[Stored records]
[Start of Attachment]

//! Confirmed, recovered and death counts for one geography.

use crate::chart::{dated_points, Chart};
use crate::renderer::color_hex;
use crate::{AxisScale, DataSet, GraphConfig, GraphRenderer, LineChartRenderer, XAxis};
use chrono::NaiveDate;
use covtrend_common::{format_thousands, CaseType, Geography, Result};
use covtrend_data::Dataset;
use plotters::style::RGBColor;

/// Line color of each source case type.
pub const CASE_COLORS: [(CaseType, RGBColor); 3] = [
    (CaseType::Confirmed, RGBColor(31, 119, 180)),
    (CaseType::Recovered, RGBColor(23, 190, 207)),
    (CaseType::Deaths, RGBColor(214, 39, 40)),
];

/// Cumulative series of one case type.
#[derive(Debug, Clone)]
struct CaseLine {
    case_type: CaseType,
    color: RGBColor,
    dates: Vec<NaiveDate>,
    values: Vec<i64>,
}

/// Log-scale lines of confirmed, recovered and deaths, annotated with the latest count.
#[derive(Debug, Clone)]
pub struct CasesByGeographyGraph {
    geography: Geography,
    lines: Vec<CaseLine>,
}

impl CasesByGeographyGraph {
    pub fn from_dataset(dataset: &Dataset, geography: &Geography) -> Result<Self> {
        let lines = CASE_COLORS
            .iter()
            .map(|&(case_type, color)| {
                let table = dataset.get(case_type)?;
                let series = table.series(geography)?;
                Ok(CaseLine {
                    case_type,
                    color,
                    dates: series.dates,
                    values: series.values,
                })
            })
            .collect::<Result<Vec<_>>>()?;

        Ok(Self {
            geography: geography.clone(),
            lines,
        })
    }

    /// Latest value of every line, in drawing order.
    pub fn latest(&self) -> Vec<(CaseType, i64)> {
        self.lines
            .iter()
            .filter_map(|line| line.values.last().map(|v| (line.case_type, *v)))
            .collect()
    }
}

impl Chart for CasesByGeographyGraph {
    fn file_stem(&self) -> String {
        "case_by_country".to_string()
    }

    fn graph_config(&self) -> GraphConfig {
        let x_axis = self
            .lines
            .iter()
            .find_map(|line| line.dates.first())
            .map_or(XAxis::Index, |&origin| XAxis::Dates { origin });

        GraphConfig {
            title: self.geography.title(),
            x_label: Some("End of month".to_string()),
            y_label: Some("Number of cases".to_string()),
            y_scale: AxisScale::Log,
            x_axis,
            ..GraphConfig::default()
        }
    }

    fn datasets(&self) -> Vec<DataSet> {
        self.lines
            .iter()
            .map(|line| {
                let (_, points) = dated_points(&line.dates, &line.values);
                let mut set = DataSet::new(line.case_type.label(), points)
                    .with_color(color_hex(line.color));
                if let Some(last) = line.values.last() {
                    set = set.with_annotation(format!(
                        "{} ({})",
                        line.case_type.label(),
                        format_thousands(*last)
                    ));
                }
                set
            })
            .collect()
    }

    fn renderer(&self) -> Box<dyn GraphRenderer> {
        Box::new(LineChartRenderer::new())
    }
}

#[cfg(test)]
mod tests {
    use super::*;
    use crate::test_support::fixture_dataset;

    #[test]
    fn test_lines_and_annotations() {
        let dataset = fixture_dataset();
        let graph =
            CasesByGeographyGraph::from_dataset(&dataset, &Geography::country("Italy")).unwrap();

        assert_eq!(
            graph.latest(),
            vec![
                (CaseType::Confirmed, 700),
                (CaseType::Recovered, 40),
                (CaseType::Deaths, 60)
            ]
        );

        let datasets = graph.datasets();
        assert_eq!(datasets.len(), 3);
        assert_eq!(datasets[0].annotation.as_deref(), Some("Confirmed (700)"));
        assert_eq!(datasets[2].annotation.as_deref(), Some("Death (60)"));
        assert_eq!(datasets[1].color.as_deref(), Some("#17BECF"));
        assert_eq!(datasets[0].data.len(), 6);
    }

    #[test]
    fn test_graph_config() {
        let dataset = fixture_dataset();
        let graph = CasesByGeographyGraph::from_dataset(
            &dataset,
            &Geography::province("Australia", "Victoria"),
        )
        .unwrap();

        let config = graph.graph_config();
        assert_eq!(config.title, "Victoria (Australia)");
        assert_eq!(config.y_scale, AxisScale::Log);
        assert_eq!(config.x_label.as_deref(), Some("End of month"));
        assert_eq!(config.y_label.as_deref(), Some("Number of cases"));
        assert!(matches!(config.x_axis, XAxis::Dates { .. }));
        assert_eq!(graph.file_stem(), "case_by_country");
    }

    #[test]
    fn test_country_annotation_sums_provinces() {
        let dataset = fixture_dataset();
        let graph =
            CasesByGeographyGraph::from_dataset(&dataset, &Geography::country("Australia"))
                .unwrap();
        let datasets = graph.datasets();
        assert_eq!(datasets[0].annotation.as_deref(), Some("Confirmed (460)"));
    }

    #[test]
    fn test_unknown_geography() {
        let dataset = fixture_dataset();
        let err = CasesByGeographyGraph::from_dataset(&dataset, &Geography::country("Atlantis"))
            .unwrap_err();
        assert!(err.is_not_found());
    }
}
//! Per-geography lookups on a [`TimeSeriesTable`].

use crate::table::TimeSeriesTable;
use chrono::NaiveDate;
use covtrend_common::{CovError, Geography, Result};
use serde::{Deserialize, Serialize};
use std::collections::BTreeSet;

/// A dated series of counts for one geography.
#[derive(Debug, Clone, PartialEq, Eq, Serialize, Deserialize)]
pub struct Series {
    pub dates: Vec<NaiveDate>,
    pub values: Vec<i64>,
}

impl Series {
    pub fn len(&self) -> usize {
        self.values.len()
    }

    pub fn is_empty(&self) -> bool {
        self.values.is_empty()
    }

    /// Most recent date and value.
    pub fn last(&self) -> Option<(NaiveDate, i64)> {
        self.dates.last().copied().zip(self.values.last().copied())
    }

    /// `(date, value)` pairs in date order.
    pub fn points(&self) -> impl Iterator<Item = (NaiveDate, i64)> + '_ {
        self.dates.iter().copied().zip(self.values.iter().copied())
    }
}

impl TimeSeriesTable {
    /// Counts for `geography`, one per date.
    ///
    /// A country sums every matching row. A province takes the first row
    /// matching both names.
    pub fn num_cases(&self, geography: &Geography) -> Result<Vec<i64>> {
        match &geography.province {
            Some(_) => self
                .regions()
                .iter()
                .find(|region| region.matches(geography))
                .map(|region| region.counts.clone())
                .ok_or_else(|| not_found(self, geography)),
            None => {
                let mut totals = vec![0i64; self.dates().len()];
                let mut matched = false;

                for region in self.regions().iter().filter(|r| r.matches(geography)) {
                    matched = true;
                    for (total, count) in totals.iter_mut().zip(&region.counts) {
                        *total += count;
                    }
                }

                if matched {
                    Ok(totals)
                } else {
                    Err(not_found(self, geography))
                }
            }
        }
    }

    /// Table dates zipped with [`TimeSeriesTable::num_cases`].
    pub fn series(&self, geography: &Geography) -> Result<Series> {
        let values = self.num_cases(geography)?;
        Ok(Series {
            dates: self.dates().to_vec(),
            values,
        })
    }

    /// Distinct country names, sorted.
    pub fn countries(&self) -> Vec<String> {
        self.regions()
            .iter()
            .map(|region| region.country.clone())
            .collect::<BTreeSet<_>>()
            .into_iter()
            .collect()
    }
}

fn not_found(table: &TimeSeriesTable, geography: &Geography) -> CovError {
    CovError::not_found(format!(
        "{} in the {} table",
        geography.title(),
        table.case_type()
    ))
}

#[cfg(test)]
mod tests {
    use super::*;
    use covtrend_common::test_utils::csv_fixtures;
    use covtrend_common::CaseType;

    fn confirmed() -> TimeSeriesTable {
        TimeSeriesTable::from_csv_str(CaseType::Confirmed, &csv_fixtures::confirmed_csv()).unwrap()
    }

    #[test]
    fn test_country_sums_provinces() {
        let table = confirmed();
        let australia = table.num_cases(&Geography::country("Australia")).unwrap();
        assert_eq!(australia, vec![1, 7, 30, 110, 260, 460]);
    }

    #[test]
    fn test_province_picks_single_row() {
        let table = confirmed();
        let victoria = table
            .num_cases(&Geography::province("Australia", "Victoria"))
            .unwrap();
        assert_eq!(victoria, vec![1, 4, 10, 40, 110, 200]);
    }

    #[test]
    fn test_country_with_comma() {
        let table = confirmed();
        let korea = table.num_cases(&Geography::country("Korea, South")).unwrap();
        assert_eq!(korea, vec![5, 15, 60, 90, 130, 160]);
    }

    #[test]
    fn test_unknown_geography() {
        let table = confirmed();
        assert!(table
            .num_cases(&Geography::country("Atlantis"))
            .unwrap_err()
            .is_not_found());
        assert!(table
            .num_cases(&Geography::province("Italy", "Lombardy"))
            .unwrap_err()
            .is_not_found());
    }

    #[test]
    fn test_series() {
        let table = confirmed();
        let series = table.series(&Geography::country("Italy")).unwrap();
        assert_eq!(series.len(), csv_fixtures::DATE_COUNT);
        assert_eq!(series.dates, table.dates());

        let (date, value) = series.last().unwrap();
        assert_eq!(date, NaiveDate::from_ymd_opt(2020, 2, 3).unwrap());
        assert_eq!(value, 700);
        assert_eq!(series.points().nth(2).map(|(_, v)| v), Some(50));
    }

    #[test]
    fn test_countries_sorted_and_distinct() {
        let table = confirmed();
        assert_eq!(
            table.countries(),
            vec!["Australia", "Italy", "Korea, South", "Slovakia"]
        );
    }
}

[End of Attachment]

=== Activity ===
If a line above includes the word "every", count it; then give the final number by itself.

=== Answer section ===
2